Japan said consumer prices in March in Tokyo rose .3% y/o/y ex food and fuel. That was up from .2% in February and one tenth more than expected. March saw on and off restrictions in Tokyo and ran up against a 7 tenths increase comp from one year ago. As price gains remain benign but with higher energy prices soon to be lifting the topline back into positive territory, inflation breakevens were unchanged. The yen is weaker for a 3rd day but it’s the only major currency the dollar is higher against today and that lower yen helped the Nikkei to rally by 1.6%.
Speaking of the dollar, the DXY closed just above its 200 day moving average yesterday (which trended above the 50 day MA back last July) and thus is at a key technical level. The bearish sentiment on the dollar a few months ago got extreme for sure and we’ve had this bounce but I think the secular trend remains down, especially with the ever persistent budget and trade deficits the US has in place.
The euro is rising after declines in 8 out of the last 10 days after the March German IFO business confidence index rose 3.9 pts m/o/m to 96.6 and which was 3.4 pts better than expected. The Expectations component rose 5.4 pts and the Current Assessment was up by 2.4 pts. The IFO said succinctly “Despite the rising rate of infections, the German economy is entering the spring with confidence.” We saw the same yesterday with French business confidence. Bond yields in Europe are rising after 5 days in a row of declines. The German 10 yr bund yield in particular is up by 3.3 bps to .35%. We talk a lot here about when and how the Fed will eventually end their emergency policy even though we are far away from the emergency but when the time comes in Europe, that would be even more profound for what it will mean for their bond markets considering NIRP. The 5 yr 5 yr euro inflation swap is at a fresh 2 yr high up 2 bps to 1.53%.

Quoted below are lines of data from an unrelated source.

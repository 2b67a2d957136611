//! Everything that ties this crate to the current markup of the SAUCE portal lives here: URLs,
//! login form fields, CSS selectors, and the fixed column layout of the submissions table. When
//! the portal changes its pages, this is the only module that should need to change.

use std::ops::Deref;

use lazy_static::lazy_static;
use scraper::Selector;
use url::Url;

use crate::error::Result;

pub const BASE_URL: &str = "https://sauce.zdv.uni-mainz.de";

pub const LOGIN_PATH: &str = "/login?came_from=%2F";
pub const ASSERTION_CONSUMER_PATH: &str = "/Shibboleth.sso/SAML2/POST";
pub const EVENTS_PATH: &str = "/events";
pub const ASSIGNMENTS_SUFFIX: &str = "/assignments";
pub const SUBMISSIONS_SUFFIX: &str = "/submissions";
pub const DOWNLOAD_SUFFIX: &str = "/download";

/// Appended to the configured user name before it is sent to the identity provider.
pub const LOGIN_DOMAIN_SUFFIX: &str = "@UNI-MAINZ";
pub const USERNAME_FIELD: &str = "UserName";
pub const PASSWORD_FIELD: &str = "Password";
pub const KEEP_SIGNED_IN_FIELD: &str = "Kmsi";
pub const AUTH_METHOD_FIELD: &str = "AuthMethod";
pub const AUTH_METHOD: &str = "FormsAuthentication";
pub const SAML_RESPONSE_FIELD: &str = "SAMLResponse";

pub const CURRENT_EVENTS_HEADING: &str = "Current events:";
/// The event navigation lists the event overview links before the sheets.
pub const SHEET_NAV_SKIP: usize = 2;
pub const SHEET_NAV_CLASS: &str = "nav";
pub const LESSONS_HEADER: &str = "Lessons";
pub const LESSON_LABEL_SEPARATOR: char = ':';
pub const JUDGEMENT_YES: &str = "Yes";

/// Show links end in `/show`; cutting that off yields the submission's own URL. This assumes every
/// show link has exactly this shape, which the portal does not promise.
pub const SHOW_SUFFIX_LEN: usize = 5;

pub const EVENTS_PAGE: &str = "events";
pub const EVENT_PAGE: &str = "event";
pub const SHEET_PAGE: &str = "sheet";
pub const ASSIGNMENT_PAGE: &str = "assignment";
pub const SUBMISSIONS_PAGE: &str = "submissions";

/// A parsed selector that remembers its source text, so layout errors can say what was missing.
pub struct Marker {
    css: &'static str,
    selector: Selector,
}

impl Marker {
    fn new(css: &'static str) -> Self {
        let selector = Selector::parse(css).unwrap();
        Self { css, selector }
    }

    pub fn css(&self) -> &'static str {
        self.css
    }
}

impl Deref for Marker {
    type Target = Selector;

    fn deref(&self) -> &Selector {
        &self.selector
    }
}

macro_rules! selectors {
    ($name:ident = $x:expr $(,)?) => {
        lazy_static! { pub static ref $name: Marker = Marker::new($x); }
    };

    ($name:ident = $x:expr, $($names:ident = $xs:expr),+ $(,)?) => {
        selectors! { $name = $x }
        selectors! {
            $($names = $xs),+
        }
    };
}

selectors! {
    SAML_RESPONSE_INPUT = "input[name=SAMLResponse]",
    A = "a",
    LI = "li",
    DL = "dl",
    H2 = "h2",
    NAV_LIST = "ul.nav",
    PAGE_HEADER = "div.page-header",
    NAV_HEADER = "li.nav-header",
    LESSON_LINK = "a[href*='/lessons/']",
    TABLE_BODY = "tbody",
    TABLE_ROW = "tr",
    SHOW_LINK = ".col_0 a[title=Show]",
    ID_CELL = ".col_1",
    USER_CELL = ".col_2",
    TEAM_CELL = ".col_3",
    ASSIGNMENT_LINK = ".col_4 a",
    LANGUAGE_CELL = ".col_5",
    CREATED_CELL = ".col_6",
    MODIFIED_CELL = ".col_7",
    RESULT_SPAN = ".col_8 span",
    JUDGEMENT_LINK = ".col_9 a",
    GRADE_SPAN = ".col_10 span",
    DELETE_LINK = "a.btn.btn-danger",
}

/// The portal instance a client talks to. Production code uses [`Portal::default`]; tests point
/// it at a local server.
#[derive(Debug, Clone, PartialEq, Eq)]
pub struct Portal {
    base: Url,
}

impl Portal {
    pub fn new(base: Url) -> Self {
        Self { base }
    }

    pub fn base(&self) -> &Url {
        &self.base
    }

    /// Resolves a link found on a portal page against the portal's base URL.
    pub fn resolve(&self, href: &str) -> Result<Url> {
        Ok(self.base.join(href)?)
    }

    pub fn login_url(&self) -> Result<Url> {
        self.resolve(LOGIN_PATH)
    }

    pub fn assertion_consumer_url(&self) -> Result<Url> {
        self.resolve(ASSERTION_CONSUMER_PATH)
    }

    pub fn events_url(&self) -> Result<Url> {
        self.resolve(EVENTS_PATH)
    }
}

impl Default for Portal {
    fn default() -> Self {
        Self::new(Url::parse(BASE_URL).unwrap())
    }
}

/// Appends a path suffix to a URL the way the portal builds its sub-pages, e.g.
/// `.../sheets/7` + `/assignments`.
pub fn append_path(url: &Url, suffix: &str) -> Result<Url> {
    let joined = format!("{}{suffix}", url.as_str().trim_end_matches('/'));
    Ok(Url::parse(&joined)?)
}
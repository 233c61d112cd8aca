//! List-assembly core of a minimalist launcher: joins the installed-app
//! inventory with usage stats and the pinned set, classifies stale apps, and
//! produces the deterministic drawer order.
//!
//! Platform collaborators (inventory, usage stats, pin persistence) enter as
//! injected traits so the pipeline stays testable off-device.

mod assembler;
mod inventory;
mod pins;
mod record;
mod usage;

pub use assembler::{assemble, assemble_at, filter_by_label};
pub use inventory::AppInventorySource;
pub use pins::{FilePinStore, PinStore, MAX_PINNED_APPS};
pub use record::{AppRecord, RawActivity, UNUSED_AFTER_MS};
pub use usage::{UsageError, UsageSource};
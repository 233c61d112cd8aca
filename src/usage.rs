use std::collections::HashMap;
use thiserror::Error;

/// Raised when the platform usage-stats query itself fails. "No data" is not
/// an error; sources return an empty map for that.
#[derive(Debug, Error)]
pub enum UsageError {
    #[error("usage stats unavailable: {0}")]
    Unavailable(String),
}

/// Per-app last-opened timestamps over a trailing window.
///
/// Only meaningful when the caller holds usage-access permission; the
/// assembler gates every lookup on that flag and re-checks it per call.
pub trait UsageSource {
    /// Returns `package_id -> last-opened epoch ms` for apps opened inside
    /// `[window_start_ms, window_end_ms]`. Apps with no recorded use are
    /// simply absent from the map.
    fn lookup(
        &self,
        window_start_ms: u64,
        window_end_ms: u64,
    ) -> Result<HashMap<String, u64>, UsageError>;
}

/// Fixed snapshot source. Ignores the window: platform sources scan events
/// inside it but may still report last-opened times that precede it, and a
/// snapshot has no event log to scan.
impl UsageSource for HashMap<String, u64> {
    fn lookup(
        &self,
        _window_start_ms: u64,
        _window_end_ms: u64,
    ) -> Result<HashMap<String, u64>, UsageError> {
        Ok(self.clone())
    }
}
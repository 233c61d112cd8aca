use log::warn;
use serde::{Deserialize, Serialize};
use std::collections::HashSet;
use std::path::PathBuf;

/// Presentation-layer cap on simultaneously pinned apps. The store itself
/// does not enforce it; callers check before offering the pin action.
pub const MAX_PINNED_APPS: usize = 3;

/// Persisted set of pinned package ids.
///
/// No ordering semantics and no cardinality limit at this layer. `add` and
/// `remove` are idempotent: repeating either in any state is a no-op that
/// still persists successfully.
pub trait PinStore {
    fn read(&self) -> HashSet<String>;
    fn add(&mut self, package_id: &str);
    fn remove(&mut self, package_id: &str);
}

/// In-memory store, mainly for tests and previews.
impl PinStore for HashSet<String> {
    fn read(&self) -> HashSet<String> {
        self.clone()
    }

    fn add(&mut self, package_id: &str) {
        self.insert(package_id.to_string());
    }

    fn remove(&mut self, package_id: &str) {
        HashSet::remove(self, package_id);
    }
}

#[derive(Debug, Default, Serialize, Deserialize)]
struct PinFile {
    #[serde(default)]
    pinned_packages: Vec<String>,
}

/// Pin store backed by a JSON file, surviving process restarts.
///
/// An unreadable or unparseable file degrades to an empty pin set; save
/// failures are logged and never surfaced, so pin mutations cannot fail the
/// caller.
#[derive(Debug)]
pub struct FilePinStore {
    path: PathBuf,
    pinned: HashSet<String>,
}

impl FilePinStore {
    /// Opens the store at the platform config location.
    pub fn load() -> Self {
        let path = Self::default_path().unwrap_or_else(|| PathBuf::from("pins.json"));
        Self::at_path(path)
    }

    /// Opens the store at an explicit path. A missing file is an empty set.
    pub fn at_path(path: PathBuf) -> Self {
        let pinned = read_pin_file(&path);
        Self { path, pinned }
    }

    fn default_path() -> Option<PathBuf> {
        directories::ProjectDirs::from("com", "calm_launcher", "calm_launcher")
            .map(|dirs| dirs.config_dir().join("pins.json"))
    }

    fn save(&self) {
        if let Some(dir) = self.path.parent() {
            if let Err(err) = std::fs::create_dir_all(dir) {
                warn!("failed to create pin store directory: {err}");
                return;
            }
        }
        let mut pinned_packages: Vec<String> = self.pinned.iter().cloned().collect();
        pinned_packages.sort();
        let file = PinFile { pinned_packages };
        match std::fs::File::create(&self.path) {
            Ok(out) => {
                if let Err(err) = serde_json::to_writer_pretty(out, &file) {
                    warn!("failed to write pin store: {err}");
                }
            }
            Err(err) => warn!("failed to create pin store file: {err}"),
        }
    }
}

impl PinStore for FilePinStore {
    fn read(&self) -> HashSet<String> {
        self.pinned.clone()
    }

    fn add(&mut self, package_id: &str) {
        self.pinned.insert(package_id.to_string());
        self.save();
    }

    fn remove(&mut self, package_id: &str) {
        self.pinned.remove(package_id);
        self.save();
    }
}

fn read_pin_file(path: &std::path::Path) -> HashSet<String> {
    if !path.exists() {
        return HashSet::new();
    }
    match std::fs::File::open(path) {
        Ok(file) => match serde_json::from_reader::<_, PinFile>(file) {
            Ok(parsed) => parsed.pinned_packages.into_iter().collect(),
            Err(err) => {
                warn!("failed to parse pin store, starting empty: {err}");
                HashSet::new()
            }
        },
        Err(err) => {
            warn!("failed to open pin store, starting empty: {err}");
            HashSet::new()
        }
    }
}

#[cfg(test)]
mod tests {
    use super::*;
    use std::time::{SystemTime, UNIX_EPOCH};

    fn temp_store_path(tag: &str) -> PathBuf {
        let uniq = SystemTime::now()
            .duration_since(UNIX_EPOCH)
            .expect("time error")
            .as_nanos();
        std::env::temp_dir().join(format!("calm_launcher_{tag}_{uniq}/pins.json"))
    }

    #[test]
    fn pins_survive_reload() {
        let path = temp_store_path("reload");
        {
            let mut store = FilePinStore::at_path(path.clone());
            store.add("com.example.mail");
            store.add("com.example.maps");
        }
        let store = FilePinStore::at_path(path.clone());
        let pins = store.read();
        assert!(pins.contains("com.example.mail"));
        assert!(pins.contains("com.example.maps"));
        assert_eq!(pins.len(), 2);

        let _ = std::fs::remove_file(&path);
        if let Some(dir) = path.parent() {
            let _ = std::fs::remove_dir_all(dir);
        }
    }

    #[test]
    fn add_and_remove_are_idempotent() {
        let path = temp_store_path("idempotent");
        let mut store = FilePinStore::at_path(path.clone());

        store.add("com.example.mail");
        store.add("com.example.mail");
        assert_eq!(store.read().len(), 1);

        store.remove("com.example.mail");
        store.remove("com.example.mail");
        assert!(store.read().is_empty());

        // never-pinned package
        store.remove("com.example.maps");
        assert!(store.read().is_empty());

        let _ = std::fs::remove_file(&path);
        if let Some(dir) = path.parent() {
            let _ = std::fs::remove_dir_all(dir);
        }
    }

    #[test]
    fn corrupt_file_degrades_to_empty() {
        let path = temp_store_path("corrupt");
        std::fs::create_dir_all(path.parent().expect("parent")).expect("create dir");
        std::fs::write(&path, b"{not json").expect("write corrupt file");

        let store = FilePinStore::at_path(path.clone());
        assert!(store.read().is_empty());

        let _ = std::fs::remove_file(&path);
        if let Some(dir) = path.parent() {
            let _ = std::fs::remove_dir_all(dir);
        }
    }

    #[test]
    fn missing_file_is_empty_set() {
        let path = temp_store_path("missing");
        let store = FilePinStore::at_path(path);
        assert!(store.read().is_empty());
    }
}
/// An app not opened within this trailing window is classified unused.
/// The usage-lookup window and the staleness check share this constant.
pub const UNUSED_AFTER_MS: u64 = 30 * 24 * 60 * 60 * 1000;

/// One launchable activity as reported by the inventory source.
///
/// Multiple activities may carry the same `package_id`; de-duplication
/// happens during list assembly, not here.
#[derive(Debug, Clone, PartialEq, Eq)]
pub struct RawActivity {
    pub label: String,
    pub package_id: String,
}

impl RawActivity {
    pub fn new<L: Into<String>, P: Into<String>>(label: L, package_id: P) -> Self {
        Self {
            label: label.into(),
            package_id: package_id.into(),
        }
    }
}

/// One installed application as shown in the drawer.
///
/// Recomputed on every assembly call; `package_id` is the only stable
/// identity across calls.
#[derive(Debug, Clone, PartialEq, Eq)]
pub struct AppRecord {
    /// Display name, platform-supplied, not guaranteed unique.
    pub label: String,
    /// Stable unique key within one assembled list.
    pub package_id: String,
    /// True iff the package is in the current pin set.
    pub is_pinned: bool,
    /// True iff usage access is held and the app was last opened more than
    /// [`UNUSED_AFTER_MS`] ago. Always false without usage access.
    pub is_unused: bool,
    /// Epoch milliseconds; 0 when never observed in the usage window.
    pub last_used_ms: u64,
}
use crate::record::RawActivity;

/// Enumerates every activity the platform considers launchable.
///
/// Implementations must exclude the launcher's own package. No ordering or
/// uniqueness guarantee: the same package may appear once per exported
/// activity, and the sequence order only matters as the de-duplication
/// tie-break during assembly.
pub trait AppInventorySource {
    fn list(&self) -> Vec<RawActivity>;
}

impl AppInventorySource for Vec<RawActivity> {
    fn list(&self) -> Vec<RawActivity> {
        self.clone()
    }
}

5 yr 5 yr Euro Inflation Swap
Business confidence in Italy in March rose .6 pts m/o/m to the highest in a year with the strength in manufacturing and construction while services and retail fell due to the lockdowns. We’ll see what magic Draghi can spin for the Italian economy in the quarters to come.
Capturing the stop and start shutdowns, UK retail sales did rebound in February by 2.4% m/o/m but only after an 8.7% drop in January. They still fell y/o/y but this is all old news as the UK has done a great job with giving out vaccines and the coming months should get much better with their economy. About 45% of the UK population has at least one shot. The pound is up for a 2nd day and I still believe the pound is headed back to $1.45-$1.50 which where it stood pre Brexit vote vs $1.377 today.